• Recorded data
++++++

//! Application configuration.
//!
//! Configuration is loaded from a TOML file at:
//! 1. `$MAILEXTRACT_CONFIG` (environment variable)
//! 2. `~/.config/mailextract/config.toml` (Linux/macOS)
//!    `%APPDATA%\mailextract\config.toml` (Windows)
//! 3. Built-in defaults

use std::path::{Path, PathBuf};

use serde::{Deserialize, Serialize};

use crate::pipeline::PipelineConfig;
use crate::strategy::RecordSettings;

/// Top-level configuration.
#[derive(Debug, Clone, Default, PartialEq, Serialize, Deserialize)]
#[serde(default)]
pub struct Config {
    /// General behavior settings.
    pub general: GeneralConfig,
    /// Query, attachment naming and dedup.
    pub pipeline: PipelineConfig,
    /// Row layout of the record sheet.
    pub record: RecordSettings,
}

/// General behavior settings.
#[derive(Debug, Clone, PartialEq, Serialize, Deserialize)]
#[serde(default)]
pub struct GeneralConfig {
    /// Override cache directory for logs.
    pub cache_dir: Option<PathBuf>,
    /// Log level: "error", "warn", "info", "debug", "trace".
    pub log_level: String,
}

impl Default for GeneralConfig {
    fn default() -> Self {
        Self {
            cache_dir: None,
            log_level: "warn".to_string(),
        }
    }
}

// ── Load / save ─────────────────────────────────────────────────

/// Load configuration, searching standard locations.
///
/// Returns the default configuration if no file is found or on parse error.
pub fn load_config() -> Config {
    if let Some(path) = config_file_path() {
        if path.exists() {
            match std::fs::read_to_string(&path) {
                Ok(contents) => match toml::from_str::<Config>(&contents) {
                    Ok(cfg) => {
                        tracing::info!(path = %path.display(), "Loaded config");
                        return cfg;
                    }
                    Err(e) => {
                        tracing::warn!(
                            path = %path.display(),
                            error = %e,
                            "Failed to parse config, using defaults"
                        );
                    }
                },
                Err(e) => {
                    tracing::warn!(
                        path = %path.display(),
                        error = %e,
                        "Failed to read config file, using defaults"
                    );
                }
            }
        }
    }
    Config::default()
}

/// Save configuration to the standard location and return where it went.
pub fn save_config(config: &Config) -> anyhow::Result<PathBuf> {
    let path = config_file_path()
        .ok_or_else(|| anyhow::anyhow!("Could not determine config file path"))?;
    save_config_to(config, &path)?;
    Ok(path)
}

/// Write configuration as TOML to `path`, creating parent directories.
pub fn save_config_to(config: &Config, path: &Path) -> anyhow::Result<()> {
    if let Some(parent) = path.parent() {
        std::fs::create_dir_all(parent)?;
    }

    let contents = toml::to_string_pretty(config)?;
    std::fs::write(path, contents)?;
    tracing::info!(path = %path.display(), "Saved config");
    Ok(())
}

/// Determine the config file path (checking env var first, then standard dirs).
pub fn config_file_path() -> Option<PathBuf> {
    if let Ok(env_path) = std::env::var("MAILEXTRACT_CONFIG") {
        return Some(PathBuf::from(env_path));
    }

    dirs::config_dir().map(|d| d.join("mailextract").join("config.toml"))
}

/// Return the cache directory for logs.
pub fn cache_dir(config: &Config) -> PathBuf {
    if let Some(ref dir) = config.general.cache_dir {
        return dir.clone();
    }
    dirs::cache_dir()
        .unwrap_or_else(|| PathBuf::from("."))
        .join("mailextract")
}

/// Return the log file path.
pub fn log_file_path(config: &Config) -> PathBuf {
    cache_dir(config).join("mailextract.log")
}

#[cfg(test)]
mod tests {
    use super::*;
    use crate::pipeline::AttachmentPrefix;
    use crate::strategy::Column;

    #[test]
    fn test_default_config() {
        let cfg = Config::default();
        assert_eq!(cfg.general.log_level, "warn");
        assert_eq!(cfg.pipeline.attachment_prefix, AttachmentPrefix::Date);
        assert!(cfg.pipeline.skip_recorded);
        assert!(cfg.pipeline.query.is_none());
        assert!(cfg.record.with_id_link);
        assert_eq!(cfg.record.columns, Column::SUMMARY.to_vec());
    }

    #[test]
    fn test_serialize_deserialize_roundtrip() {
        let mut cfg = Config::default();
        cfg.pipeline.utc_offset = Some("+09:00".into());
        cfg.pipeline.query = Some(
            crate::model::Query::new()
                .with("from", "scanner@example.com")
                .with("has", "attachment"),
        );
        let toml_str = toml::to_string_pretty(&cfg).expect("serialize");
        let parsed: Config = toml::from_str(&toml_str).expect("deserialize");
        assert_eq!(parsed, cfg);
    }

    #[test]
    fn test_partial_config_uses_defaults() {
        let partial = r#"
[general]
log_level = "debug"

[pipeline]
attachment_prefix = "time"

[record]
with_thumbnails = true
"#;
        let cfg: Config = toml::from_str(partial).expect("parse partial");
        assert_eq!(cfg.general.log_level, "debug");
        assert_eq!(cfg.pipeline.attachment_prefix, AttachmentPrefix::Time);
        assert!(cfg.record.with_thumbnails);
        // Other fields use defaults
        assert!(cfg.pipeline.skip_recorded);
        assert!(cfg.record.with_id_link);
    }

    #[test]
    fn test_save_config_to_writes_loadable_toml() {
        let dir = tempfile::tempdir().unwrap();
        let path = dir.path().join("nested").join("config.toml");
        let mut cfg = Config::default();
        cfg.general.log_level = "info".into();
        cfg.pipeline.utc_offset = Some("-05:00".into());

        save_config_to(&cfg, &path).unwrap();
        let parsed: Config = toml::from_str(&std::fs::read_to_string(&path).unwrap()).unwrap();
        assert_eq!(parsed, cfg);
    }

    #[test]
    fn test_log_file_under_cache_dir() {
        let mut cfg = Config::default();
        cfg.general.cache_dir = Some(PathBuf::from("/tmp/mx"));
        assert_eq!(log_file_path(&cfg), PathBuf::from("/tmp/mx/mailextract.log"));
    }
}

++++++

• What you will do
If a line in the data above includes the string "Failed", copy it.

• Result for this task
                            "Failed to parse config, using defaults"
                        "Failed to read config file, using defaults"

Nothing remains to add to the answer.